The AIF Project

Henry Clive SINNATT

Regimental number1241
Place of birthSt Kilda, Victoria
SchoolBrighton Road State School, St Kilda, Victoria
ReligionChurch of England
OccupationCarpenter
Marital statusSingle
Age at embarkation20
Height5' 8"
Weight140 lbs
Next of kinFather, Samuel Sinnatt, 226 Barkley Street, St Kilda, Melbourne, Victoria
Previous military serviceServed in the Senior Cadets for 2 years; in the Citizen Military Forces for 2 years.
Enlistment date23 October 1914
Rank on enlistmentPrivate
Unit name12th Battalion, 1st Reinforcement
AWM Embarkation Roll number23/29/2
Embarkation detailsUnit embarked from Melbourne, Victoria, on board HMAT A32 Themistocles on 22 December 1914
Regimental number from Nominal Roll1341
Rank from Nominal RollPrivate
Unit from Nominal Roll52nd Battalion
FateKilled in Action 11 June 1917
Place of death or woundingMessines, Belgium
Age at death21
Age at death from cemetery records21
Place of burialNo known grave
Commemoration detailsThe Ypres (Menin Gate) Memorial (Panel 29), Belgium

The Menin Gate Memorial (so named because the road led to the town of Menin) was constructed on the site of a gateway in the eastern walls of the old Flemish town of Ypres, Belgium, where hundreds of thousands of allied troops passed on their way to the front, the Ypres salient, the site from April 1915 to the end of the war of some of the fiercest fighting of the war.

The Memorial was conceived as a monument to the 350,000 men of the British Empire who fought in the campaign.
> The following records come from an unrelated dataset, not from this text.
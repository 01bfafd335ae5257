// sharemarks shared type definitions
// Each submodule defines types used across the application.

pub mod bookmark;
pub mod errors;
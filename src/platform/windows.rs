// sharemarks platform paths for Windows
// Data: %APPDATA%/Sharemarks

use std::env;
use std::path::PathBuf;

/// Returns the data directory for sharemarks on Windows.
/// `%APPDATA%/Sharemarks`
pub fn get_data_dir() -> PathBuf {
    let appdata =
        env::var("APPDATA").unwrap_or_else(|_| String::from("C:\\Users\\Default\\AppData\\Roaming"));
    PathBuf::from(appdata).join("Sharemarks")
}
Inside the arch, on tablets of Portland stone, are inscribed the names of 56,000 men, including 6,178 Australians, who served in the Ypres campaign and who have no known grave.
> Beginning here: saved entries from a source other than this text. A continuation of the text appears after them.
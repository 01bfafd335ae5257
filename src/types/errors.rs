use std::fmt;

// === ValidationError ===

/// Errors produced by bookmark form validation.
///
/// `Display` renders the exact message shown to the user next to the form.
#[derive(Debug, Clone, Copy, PartialEq, Eq)]
pub enum ValidationError {
    /// Title or description is empty or whitespace-only.
    EmptyFields,
    /// The URL does not parse as an absolute URL.
    InvalidUrl,
}

impl fmt::Display for ValidationError {
    fn fmt(&self, f: &mut fmt::Formatter<'_>) -> fmt::Result {
        match self {
            ValidationError::EmptyFields => {
                write!(f, "Title and Description cannot be empty.")
            }
            ValidationError::InvalidUrl => {
                write!(f, "Please provide a valid URL (e.g., https://google.com).")
            }
        }
    }
}

impl std::error::Error for ValidationError {}

// === StoreError ===

/// Errors related to the bookmark storage backend.
#[derive(Debug)]
pub enum StoreError {
    /// Database operation failed.
    Database(String),
    /// Failed to serialize or deserialize a bookmark collection.
    Serialization(String),
}

impl fmt::Display for StoreError {
    fn fmt(&self, f: &mut fmt::Formatter<'_>) -> fmt::Result {
        match self {
            StoreError::Database(msg) => write!(f, "Store database error: {}", msg),
            StoreError::Serialization(msg) => {
                write!(f, "Store serialization error: {}", msg)
            }
        }
    }
}

impl std::error::Error for StoreError {}

// === BookmarkError ===

/// Errors related to bookmark operations.
#[derive(Debug)]
pub enum BookmarkError {
    /// Bookmark with the given id was not found in the user's collection.
    NotFound(i64),
    /// The storage backend failed.
    Store(String),
}

impl fmt::Display for BookmarkError {
    fn fmt(&self, f: &mut fmt::Formatter<'_>) -> fmt::Result {
        match self {
            BookmarkError::NotFound(id) => write!(f, "Bookmark not found: {}", id),
            BookmarkError::Store(msg) => write!(f, "Bookmark store error: {}", msg),
        }
    }
}

impl std::error::Error for BookmarkError {}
The opening of the Menin Gate Memorial on 24 July 1927 so moved the Australian artist Will Longstaff that he painted 'The Menin Gate at Midnight', which portrays a ghostly army of the dead marching past the Menin Gate. The painting now hangs in the Australian War Memorial, Canberra, at the entrance of which are two medieval stone lions presented to the Memorial by the City of Ypres in 1936.

Since the 1930s, with the brief interval of the German occupation in the Second World War, the City of Ypres has conducted a ceremony at the Memorial at dusk each evening to commemorate those who died in the Ypres campaign.

Panel number, Roll of Honour,
  Australian War Memorial
156
Miscellaneous information from
  cemetery records
Parents: Samuel and Eleanor SINNATT, 226 Barkley Street, St. Kilda, Victoria
Family/military connectionsBrother: 2152A Sergeant Farley Richard SINNATT, 43rd Bn, returned to Australia, 13 July 1919.
Other details

War service: Egypt, Gallipoli, Western Front

Admitted to hospital, Gallipoli, 28 June 1915 (diarrhoea). Disembarked Alexandria ex Malta, 12 July 1915. Rejoined unit, 25 July 1915. Disembarked Alexandria, 6 January 1916 (general Gallipoli evacuation). Taken on strength, 52nd Bn, Serapeum, 2 April 1916.

Proceeded from Alexandria to join the British Expeditionary Force, 5 June 1916; disembarked Marseilles, 12 June 1916. Admitted to 2nd Australian Field Ambulance, 12 August 1916 (whitlow); transferred to 1st Australian Rest Station, 12 August 1916; to 7th Australian Field Ambulance, 12 August 1916; discharged to duty, 15 August 1916.

Wounded in action, 3-4 September 1916 (shell wound, back); admitted to 1st Canadian Field Ambulance, 4 September 1916; transferred to 4th General Hospital, Camiers, 5 September 1916 (gun shot wound, back); to England, 9 September 1916, and admitted to Reading War Hospital, 10 September 1916; to Woodcote Park, Epsom, 28 September 1916; to 2nd Command Depot, 23 October 1916; to 4th Command Depot from furlough, 22 November 1916. Proceeded overseas to France, 11 December 1916. Found guilty, 29 December 1916, of falling out in the line of march: forfeited 1 day's pay. Rejoined 52nd Bn, 5 January 1917.

Found guilty, while on Active Service, absenting himself from 7.45 am parade, 1 February 1917; period absent: 1/4 hour: awarded 21 days' Field Punishment No. 2. To detention, 4 February 1917; rejoined unit from detention, 23 February 1917.

Admitted to 8th Australian Field Ambulance, 10 April 1917 (STR, left foot); rejoined unit, 14 April 1917.

Killed in action, France, 11 June 1917.